··· EXERCISE MATERIALS ···
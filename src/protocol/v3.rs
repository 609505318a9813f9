//! GPSD JSON protocol version 3
//!
//! Version 3 is the line-oriented JSON protocol spoken by GPSD 3.x:
//!
//! - Commands start with '?' and end with ';'
//! - Responses are JSON objects with a "class" field naming the message type
//! - Reports stream continuously while watch mode is enabled, or on demand
//!   via `?POLL;`
//!
//! # References
//!
//! - [GPSD Protocol Documentation](https://gpsd.io/gpsd_json.html)

use serde_json::Value;

use crate::{Result, error::GpsdClientError};

/// Request message types and command rendering
pub mod request;
/// Response message types and the decoded union
pub mod response;
/// Common data types used in protocol messages
pub mod types;

/// Type alias for version 3 response messages
pub type ResponseMessage = response::Message;

/// Type alias for version 3 request messages
pub type RequestMessage = request::Message;

/// Decodes one wire line into a typed response message
///
/// The line must be a JSON object carrying a string `class` discriminator.
/// Unknown discriminators are rejected with the raw line preserved, so a
/// newer daemon never crashes the client or yields a half-built message.
///
/// Empty lines are the caller's concern; the reader loop filters them
/// before decoding.
pub fn decode_line(line: &str) -> Result<ResponseMessage> {
    let value: Value = serde_json::from_str(line)?;
    let Some(class) = value.get("class").and_then(Value::as_str) else {
        return Err(GpsdClientError::MissingClass(line.to_string()));
    };
    if !response::KNOWN_CLASSES.contains(&class) {
        return Err(GpsdClientError::UnknownKind {
            class: class.to_string(),
            line: line.to_string(),
        });
    }
    serde_json::from_value(value).map_err(GpsdClientError::Serde)
}
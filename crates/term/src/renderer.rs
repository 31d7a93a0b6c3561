//! Puts frames on the real terminal.
//!
//! The renderer remembers what the screen shows and only rewrites cells that
//! differ. The first frame, a frame of a new size, or one after
//! [`TerminalRenderer::invalidate`] clears the screen and writes everything.

use std::io::{self, Write};

use anyhow::Result;
use crossterm::{
    cursor,
    style::{
        Attribute, Color, Print, ResetColor, SetAttribute, SetBackgroundColor, SetForegroundColor,
    },
    terminal, QueueableCommand,
};

use crate::fb::{Cell, CellStyle, FrameBuffer, Rgb};

/// Owns stdout while the game runs in raw mode on the alternate screen.
pub struct TerminalRenderer {
    stdout: io::Stdout,
    /// Copy of the last presented frame; `None` means the screen is unknown.
    shown: Option<FrameBuffer>,
    out: Vec<u8>,
}

impl Default for TerminalRenderer {
    fn default() -> Self {
        Self::new()
    }
}

impl TerminalRenderer {
    pub fn new() -> Self {
        Self {
            stdout: io::stdout(),
            shown: None,
            out: Vec::with_capacity(16 * 1024),
        }
    }

    pub fn enter(&mut self) -> Result<()> {
        terminal::enable_raw_mode()?;
        self.out.clear();
        self.out
            .queue(terminal::EnterAlternateScreen)?
            .queue(cursor::Hide)?
            .queue(terminal::DisableLineWrap)?;
        self.flush()
    }

    /// Restore the terminal. Safe to call after a failed `enter`.
    pub fn exit(&mut self) -> Result<()> {
        self.out.clear();
        self.out
            .queue(ResetColor)?
            .queue(SetAttribute(Attribute::Reset))?
            .queue(terminal::EnableLineWrap)?
            .queue(cursor::Show)?
            .queue(terminal::LeaveAlternateScreen)?;
        self.flush()?;
        terminal::disable_raw_mode()?;
        Ok(())
    }

    /// Forget what is on screen, e.g. after the terminal was resized.
    pub fn invalidate(&mut self) {
        self.shown = None;
    }

    pub fn present(&mut self, frame: &FrameBuffer) -> Result<()> {
        self.out.clear();
        let on_screen = self.shown.as_ref().filter(|shown| shown.same_size(frame));
        if paint(on_screen, frame, &mut self.out)? > 0 {
            self.flush()?;
        }
        match &mut self.shown {
            Some(shown) => shown.clone_from(frame),
            None => self.shown = Some(frame.clone()),
        }
        Ok(())
    }

    fn flush(&mut self) -> Result<()> {
        self.stdout.write_all(&self.out)?;
        self.stdout.flush()?;
        Ok(())
    }
}

/// Queue the commands that turn `on_screen` into `frame` and return how many
/// cells were written. Without a known screen everything is repainted.
fn paint(
    on_screen: Option<&FrameBuffer>,
    frame: &FrameBuffer,
    out: &mut Vec<u8>,
) -> io::Result<usize> {
    if on_screen.is_none() {
        out.queue(terminal::Clear(terminal::ClearType::All))?;
    }
    let mut painter = Painter::new(out);
    for y in 0..frame.height() {
        for x in 0..frame.width() {
            let Some(cell) = frame.get(x, y) else {
                continue;
            };
            if on_screen.and_then(|shown| shown.get(x, y)) == Some(cell) {
                continue;
            }
            painter.cell(x, y, cell)?;
        }
    }
    painter.finish()
}

/// Tracks the terminal cursor and pen so consecutive cells of one style
/// cost a single character each.
struct Painter<'a> {
    out: &'a mut Vec<u8>,
    cursor: Option<(u16, u16)>,
    pen: Option<CellStyle>,
    written: usize,
}

impl<'a> Painter<'a> {
    fn new(out: &'a mut Vec<u8>) -> Self {
        Self {
            out,
            cursor: None,
            pen: None,
            written: 0,
        }
    }

    fn cell(&mut self, x: u16, y: u16, cell: Cell) -> io::Result<()> {
        if self.cursor != Some((x, y)) {
            self.out.queue(cursor::MoveTo(x, y))?;
        }
        if self.pen != Some(cell.style) {
            self.pick_up(cell.style)?;
        }
        self.out.queue(Print(cell.ch))?;
        self.cursor = Some((x.saturating_add(1), y));
        self.written += 1;
        Ok(())
    }

    // SGR reset also clears colors, so it goes first.
    fn pick_up(&mut self, style: CellStyle) -> io::Result<()> {
        self.out
            .queue(SetAttribute(Attribute::Reset))?
            .queue(SetForegroundColor(truecolor(style.fg)))?
            .queue(SetBackgroundColor(truecolor(style.bg)))?;
        if style.bold {
            self.out.queue(SetAttribute(Attribute::Bold))?;
        }
        if style.dim {
            self.out.queue(SetAttribute(Attribute::Dim))?;
        }
        self.pen = Some(style);
        Ok(())
    }

    fn finish(self) -> io::Result<usize> {
        if self.written > 0 {
            self.out.queue(ResetColor)?.queue(SetAttribute(Attribute::Reset))?;
        }
        Ok(self.written)
    }
}

fn truecolor(rgb: Rgb) -> Color {
    Color::Rgb {
        r: rgb.r,
        g: rgb.g,
        b: rgb.b,
    }
}
//! Terminal input module.
//!
//! Maps `crossterm` key events into [`Command`](types::Command) values. It has
//! no notion of timing: every key press yields at most one command, and the
//! session decides whether that command applies in its current state.

pub mod map;

pub use falling_blocks_types as types;

pub use map::{handle_key_event, should_quit};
···
**ASSIGNMENT**.
A single number is asked for: how many lines in the entries above hold the string "yields".

**OUTPUT OF THE TASK**.
2